The results showed that the combination was well tolerated ( no dose-limiting adverse events ), with a clinical benefit rate of 59.1% and a median OS of 36.2 months.


MDX-210 is a dual antibody targeting FcγRI and HER2, by which it can activate effector cells, such as monocytes and macrophages, and promote antitumor activity against HER2-overexpressing tumor cells.

MDX-210 was evaluated in a Phase Ia/lb trial in patients with advanced BC or HER2-overexpressing ovarian cancer.

The results showed that the double antibody has a good safety profile, with one partial response and one mixed tumor response observed in patients with evaluable disease ( 10 patients ).





In recent years, immunotherapy has become the mainstay of cancer treatment.

Understanding the important role of ADCC in innate and adaptive tumor immune responses to monoclonal antibodies will allow us to target HER2+ BC in conjunction with these types of therapies.

This can be further enhanced by cancer treatments such as chemotherapy, radiation therapy or surgery.

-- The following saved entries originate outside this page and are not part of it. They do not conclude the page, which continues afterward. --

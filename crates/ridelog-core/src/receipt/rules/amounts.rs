//! Price and bonus credit extraction.

use std::str::FromStr;

use regex::Regex;
use rust_decimal::prelude::ToPrimitive;
use rust_decimal::Decimal;
use serde::Serialize;

use super::patterns::{BONUS_CREDIT, PRICE_DONATION, PRICE_NAMED_DONATION, PRICE_RIDE_CHARGES};
use super::FieldExtractor;
use crate::models::ride::RawReceipt;

/// The phrasing a price was found in.
#[derive(Debug, Clone, Copy, PartialEq, Eq, Serialize)]
#[serde(rename_all = "snake_case")]
pub enum PriceCase {
    /// "Donation given to <driver>: $x", optionally with credits applied.
    NamedDonation,
    /// "Lyft ride charges: $x".
    RideCharges,
    /// "Donation: $x Total".
    Donation,
}

/// A matched price.
#[derive(Debug, Clone, Copy, PartialEq, Eq, Serialize)]
pub struct PriceMatch {
    pub case: PriceCase,
    /// Whole currency units, truncated.
    pub amount: u32,
}

/// Price and credit of a ride.
#[derive(Debug, Clone, Copy, PartialEq, Eq, Default, Serialize)]
pub struct RideAmounts {
    pub price: Option<PriceMatch>,
    pub bonus: u32,
}

/// Price and bonus field extractor.
pub struct AmountExtractor;

impl AmountExtractor {
    pub fn new() -> Self {
        Self
    }
}

impl Default for AmountExtractor {
    fn default() -> Self {
        Self::new()
    }
}

impl FieldExtractor for AmountExtractor {
    type Output = RideAmounts;

    fn extract(&self, receipt: &RawReceipt) -> Self::Output {
        RideAmounts {
            price: extract_price(receipt.text()),
            bonus: extract_bonus(receipt.text()),
        }
    }
}

/// Find the ride price. Phrasings are tried in a fixed order and the first
/// match wins.
pub fn extract_price(text: &str) -> Option<PriceMatch> {
    let cases: [(PriceCase, &Regex, usize); 3] = [
        (PriceCase::NamedDonation, &*PRICE_NAMED_DONATION, 2),
        (PriceCase::RideCharges, &*PRICE_RIDE_CHARGES, 1),
        (PriceCase::Donation, &*PRICE_DONATION, 1),
    ];

    cases.into_iter().find_map(|(case, pattern, group)| {
        let caps = pattern.captures(text)?;
        let amount = whole_units(&caps[group])?;
        Some(PriceMatch { case, amount })
    })
}

/// Credit applied to the ride, or 0 when none is mentioned.
pub fn extract_bonus(text: &str) -> u32 {
    BONUS_CREDIT
        .captures(text)
        .and_then(|caps| whole_units(&caps[1]))
        .unwrap_or(0)
}

/// Parse a dollar amount and drop the cents (`12.99` -> `12`).
pub fn whole_units(amount: &str) -> Option<u32> {
    Decimal::from_str(amount.trim()).ok()?.trunc().to_u32()
}

#[cfg(test)]
mod tests {
    use super::*;
    use pretty_assertions::assert_eq;

    #[test]
    fn test_ride_charges() {
        let price = extract_price("Lyft ride charges: $12.50 Card ending with 1234").unwrap();
        assert_eq!(price.case, PriceCase::RideCharges);
        assert_eq!(price.amount, 12);
    }

    #[test]
    fn test_named_donation_with_credit() {
        let text = "Donation given to Tory: $5.00 Lyft Credits applied: - $2.00 Card ending with 1234";

        let price = extract_price(text).unwrap();
        assert_eq!(price.case, PriceCase::NamedDonation);
        assert_eq!(price.amount, 5);
        assert_eq!(extract_bonus(text), 2);
    }

    #[test]
    fn test_named_donation_without_given() {
        let price = extract_price("Donation to J. R. Smith: $17.99 Card ending with 0001").unwrap();
        assert_eq!(price.case, PriceCase::NamedDonation);
        assert_eq!(price.amount, 17);
    }

    #[test]
    fn test_unnamed_donation() {
        let price = extract_price("Donation: $22.75 Total charged").unwrap();
        assert_eq!(price.case, PriceCase::Donation);
        assert_eq!(price.amount, 22);
    }

    #[test]
    fn test_priority_order() {
        let text = "Lyft ride charges: $30.00 Lyft Credits applied: - $5.00 Card ending with 9 \
            Donation given to Ana: $9.00 Card ending with 9";
        assert_eq!(extract_price(text).unwrap().case, PriceCase::NamedDonation);

        let text = "Donation: $4.00 Total Lyft ride charges: $30.00 Card ending with 9";
        assert_eq!(extract_price(text).unwrap().case, PriceCase::RideCharges);
    }

    #[test]
    fn test_no_price() {
        assert_eq!(extract_price("Thanks for riding"), None);
        assert_eq!(extract_price(""), None);
    }

    #[test]
    fn test_bonus_defaults_to_zero() {
        assert_eq!(extract_bonus("Lyft ride charges: $12.50 Card ending with 1234"), 0);
    }

    #[test]
    fn test_bonus_independent_of_price_case() {
        let text = "Lyft ride charges: $18.00 Lyft Credits applied: - $10.99 Card ending with 1234";
        assert_eq!(extract_price(text).unwrap().amount, 18);
        assert_eq!(extract_bonus(text), 10);
    }

    #[test]
    fn test_whole_units_truncates() {
        assert_eq!(whole_units("12.99"), Some(12));
        assert_eq!(whole_units("0.50"), Some(0));
        assert_eq!(whole_units("7"), Some(7));
        assert_eq!(whole_units("abc"), None);
    }
}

Several promising combination strategies are currently being developed preclinically and clinically to enhance the ADCC response of NK cells to tumors, and it is believed that these drugs and combination strategies will significantly improve patient survival in the treatment of Her2-positive tumors.





1. Targeting ADCC: A different approach to HER2 breast cancer in the immunotherapy era. Breast. 2021 Dec; 60: 15–25.

What is the Immunotherapy targeting ADCC for HER2+ breast cancer?